═════ RECORDS PROVIDED

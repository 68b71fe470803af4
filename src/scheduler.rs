//! Frame scheduler
//!
//! Owns the match (geometry + state machine) and runs one simulation step per
//! display refresh. The platform loop calls [`FrameScheduler::run_frame`] and
//! only requests another frame while it returns [`FrameOutcome::Continue`].

use crate::renderer::RenderSink;
use crate::settings::DevicePreset;
use crate::sim::{
    GeometryState, MatchAction, MatchStateMachine, MatchStatus, Side, TickInput,
    TransitionResult, tick,
};

/// What the platform loop should do after a frame
#[derive(Debug, Clone, Copy, PartialEq, Eq)]
pub enum FrameOutcome {
    /// Match still running: schedule the next frame
    Continue,
    /// The match ended on this frame. Reported exactly once per match.
    MatchOver(Side),
    /// Nothing to step (not started, or already over)
    Halted,
}

impl FrameOutcome {
    pub fn should_continue(&self) -> bool {
        matches!(self, FrameOutcome::Continue)
    }
}

#[derive(Debug, Clone, Default)]
pub struct FrameScheduler {
    state: GeometryState,
    machine: MatchStateMachine,
    input: TickInput,
    preset: DevicePreset,
    /// Frames stepped in the current match
    frames: u64,
}

impl FrameScheduler {
    pub fn new() -> Self {
        Self::default()
    }

    pub fn state(&self) -> &GeometryState {
        &self.state
    }

    pub fn machine(&self) -> &MatchStateMachine {
        &self.machine
    }

    pub fn status(&self) -> MatchStatus {
        self.machine.status()
    }

    /// Preset the current match was initialised with
    pub fn preset(&self) -> DevicePreset {
        self.preset
    }

    pub fn frames(&self) -> u64 {
        self.frames
    }

    /// Input port: the latest pointer position wins until the next frame
    pub fn set_player_paddle_x(&mut self, x: f32) {
        self.input.set_paddle_x(x);
    }

    /// First match after load
    pub fn start_match(&mut self, preset: DevicePreset) -> TransitionResult {
        self.begin(MatchAction::Start, preset)
    }

    /// "Play Again" after a match has ended
    pub fn request_rematch(&mut self, preset: DevicePreset) -> TransitionResult {
        self.begin(MatchAction::Rematch, preset)
    }

    fn begin(&mut self, action: MatchAction, preset: DevicePreset) -> TransitionResult {
        let result = self.machine.transition(action);
        if result.success {
            self.preset = preset;
            self.state = GeometryState::new(preset);
            self.input = TickInput::default();
            self.frames = 0;
            log::info!(
                "Match {} started ({} preset)",
                self.machine.matches_started(),
                preset.as_str()
            );
        }
        result
    }

    /// Advance the simulation one frame without drawing
    pub fn step(&mut self) -> FrameOutcome {
        if !self.machine.is_in_progress() {
            return FrameOutcome::Halted;
        }

        let input = std::mem::take(&mut self.input);
        let report = tick(&mut self.state, &input);
        self.frames += 1;

        if let Some(side) = report.scored {
            log::debug!(
                "Point to {} ({} - {})",
                side.label(),
                self.state.scores.player,
                self.state.scores.opponent
            );
        }

        match self.machine.check_terminal(&self.state.scores) {
            Some(winner) => {
                log::info!(
                    "{} wins {} - {} after {} frames",
                    winner.label(),
                    self.state.scores.player,
                    self.state.scores.opponent,
                    self.frames
                );
                FrameOutcome::MatchOver(winner)
            }
            None => FrameOutcome::Continue,
        }
    }

    /// Draw the current state, then step it
    pub fn run_frame<S: RenderSink + ?Sized>(&mut self, sink: &mut S) -> FrameOutcome {
        if !self.machine.is_in_progress() {
            return FrameOutcome::Halted;
        }
        sink.render(&self.state);
        self.step()
    }

    /// Run frames until the match ends or `max_frames` is reached.
    ///
    /// `drive` runs before every frame and may feed input.
    pub fn run_until_over<S, F>(&mut self, sink: &mut S, max_frames: u64, mut drive: F) -> Option<Side>
    where
        S: RenderSink + ?Sized,
        F: FnMut(&mut FrameScheduler),
    {
        for _ in 0..max_frames {
            drive(self);
            match self.run_frame(sink) {
                FrameOutcome::Continue => {}
                FrameOutcome::MatchOver(winner) => return Some(winner),
                FrameOutcome::Halted => return None,
            }
        }
        log::warn!("Stopped after {} frames without a winner", max_frames);
        None
    }
}
//! Device-class presets and player preferences
//!
//! Preferences are persisted as JSON in LocalStorage on the web.

use serde::{Deserialize, Serialize};

/// Speed preset chosen once per match from the viewport size
#[derive(Debug, Clone, Copy, PartialEq, Eq, Serialize, Deserialize, Default)]
pub enum DevicePreset {
    /// Small (phone-sized) viewport
    Compact,
    #[default]
    Standard,
}

impl DevicePreset {
    pub fn as_str(&self) -> &'static str {
        match self {
            DevicePreset::Compact => "Compact",
            DevicePreset::Standard => "Standard",
        }
    }

    pub fn from_str(s: &str) -> Option<Self> {
        match s.to_lowercase().as_str() {
            "compact" | "mobile" => Some(DevicePreset::Compact),
            "standard" | "desktop" => Some(DevicePreset::Standard),
            _ => None,
        }
    }

    /// Preset for a viewport width in CSS pixels
    pub fn for_viewport(width: f64, compact_breakpoint_px: u32) -> Self {
        if width <= compact_breakpoint_px as f64 {
            DevicePreset::Compact
        } else {
            DevicePreset::Standard
        }
    }

    /// Vertical (and initial horizontal) speed at match start
    pub fn initial_speed_y(&self) -> f32 {
        match self {
            DevicePreset::Compact => -2.0,
            DevicePreset::Standard => -1.0,
        }
    }

    /// Opponent paddle step per frame
    pub fn ai_speed(&self) -> f32 {
        match self {
            DevicePreset::Compact => 3.0,
            DevicePreset::Standard => 3.0,
        }
    }
}

/// Player preferences
#[derive(Debug, Clone, PartialEq, Serialize, Deserialize)]
pub struct Settings {
    /// Force a preset instead of detecting it from the viewport
    #[serde(default)]
    pub preset_override: Option<DevicePreset>,
    /// Viewports at or below this width use the compact preset
    pub compact_breakpoint_px: u32,
    /// Hide the cursor over the playfield once the paddle is being steered
    pub hide_cursor: bool,
}

impl Default for Settings {
    fn default() -> Self {
        Self {
            preset_override: None,
            compact_breakpoint_px: 600,
            hide_cursor: true,
        }
    }
}

impl Settings {
    /// Preset to use for the next match
    pub fn resolve_preset(&self, viewport_width: f64) -> DevicePreset {
        self.preset_override
            .unwrap_or_else(|| DevicePreset::for_viewport(viewport_width, self.compact_breakpoint_px))
    }

    /// Media query matching the compact breakpoint
    pub fn compact_media_query(&self) -> String {
        format!("(max-width: {}px)", self.compact_breakpoint_px)
    }

    /// Cycle Auto -> Compact -> Standard -> Auto
    pub fn cycle_preset_override(&mut self) -> Option<DevicePreset> {
        self.preset_override = match self.preset_override {
            None => Some(DevicePreset::Compact),
            Some(DevicePreset::Compact) => Some(DevicePreset::Standard),
            Some(DevicePreset::Standard) => None,
        };
        self.preset_override
    }

    /// LocalStorage key
    const STORAGE_KEY: &'static str = "duel_pong_settings";

    /// Parse stored settings, falling back to defaults on bad data
    pub fn from_json(json: &str) -> Self {
        match serde_json::from_str(json) {
            Ok(settings) => settings,
            Err(e) => {
                log::warn!("Ignoring stored settings: {}", e);
                Self::default()
            }
        }
    }

    /// Load settings from LocalStorage (WASM only)
    #[cfg(target_arch = "wasm32")]
    pub fn load() -> Self {
        let storage = web_sys::window()
            .and_then(|w| w.local_storage().ok())
            .flatten();

        if let Some(storage) = storage {
            if let Ok(Some(json)) = storage.get_item(Self::STORAGE_KEY) {
                log::info!("Loaded settings from LocalStorage");
                return Self::from_json(&json);
            }
        }

        log::info!("Using default settings");
        Self::default()
    }

    /// Save settings to LocalStorage (WASM only)
    #[cfg(target_arch = "wasm32")]
    pub fn save(&self) {
        let storage = web_sys::window()
            .and_then(|w| w.local_storage().ok())
            .flatten();

        if let Some(storage) = storage {
            match serde_json::to_string(self) {
                Ok(json) => {
                    let _ = storage.set_item(Self::STORAGE_KEY, &json);
                    log::info!("Settings saved");
                }
                Err(e) => log::warn!("Could not serialize settings: {}", e),
            }
        }
    }

    /// Native stubs
    #[cfg(not(target_arch = "wasm32"))]
    pub fn load() -> Self {
        log::debug!("Settings key {} is browser-only, using defaults", Self::STORAGE_KEY);
        Self::default()
    }

    #[cfg(not(target_arch = "wasm32"))]
    pub fn save(&self) {
        // No-op for native
    }
}

#[cfg(test)]
mod tests {
    use super::*;

    #[test]
    fn test_preset_values() {
        assert_eq!(DevicePreset::Compact.initial_speed_y(), -2.0);
        assert_eq!(DevicePreset::Compact.ai_speed(), 3.0);
        assert_eq!(DevicePreset::Standard.initial_speed_y(), -1.0);
        assert_eq!(DevicePreset::Standard.ai_speed(), 3.0);
    }

    #[test]
    fn test_viewport_breakpoint() {
        assert_eq!(DevicePreset::for_viewport(375.0, 600), DevicePreset::Compact);
        assert_eq!(DevicePreset::for_viewport(600.0, 600), DevicePreset::Compact);
        assert_eq!(DevicePreset::for_viewport(1280.0, 600), DevicePreset::Standard);
    }

    #[test]
    fn test_override_wins() {
        let mut settings = Settings::default();
        assert_eq!(settings.resolve_preset(320.0), DevicePreset::Compact);

        settings.preset_override = Some(DevicePreset::Standard);
        assert_eq!(settings.resolve_preset(320.0), DevicePreset::Standard);
    }

    #[test]
    fn test_cycle_override() {
        let mut settings = Settings::default();
        assert_eq!(settings.cycle_preset_override(), Some(DevicePreset::Compact));
        assert_eq!(settings.cycle_preset_override(), Some(DevicePreset::Standard));
        assert_eq!(settings.cycle_preset_override(), None);
    }

    #[test]
    fn test_json_roundtrip_and_fallback() {
        let mut settings = Settings::default();
        settings.preset_override = Some(DevicePreset::Compact);
        let json = serde_json::to_string(&settings).unwrap();
        assert_eq!(Settings::from_json(&json), settings);

        assert_eq!(Settings::from_json("{not json"), Settings::default());
    }

    #[test]
    fn test_preset_names() {
        assert_eq!(DevicePreset::from_str("Mobile"), Some(DevicePreset::Compact));
        assert_eq!(DevicePreset::from_str("standard"), Some(DevicePreset::Standard));
        assert_eq!(DevicePreset::from_str("huge"), None);
        assert_eq!(DevicePreset::Compact.as_str(), "Compact");
    }

    #[test]
    fn test_media_query() {
        assert_eq!(Settings::default().compact_media_query(), "(max-width: 600px)");
    }
}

══════════

TASK TO CARRY OUT = Every line that holds the word "Deserialize" should be copied from the records.

RESPONSE BELOW =
use serde::{Deserialize, Serialize};
#[derive(Debug, Clone, Copy, PartialEq, Eq, Serialize, Deserialize, Default)]
#[derive(Debug, Clone, PartialEq, Serialize, Deserialize)]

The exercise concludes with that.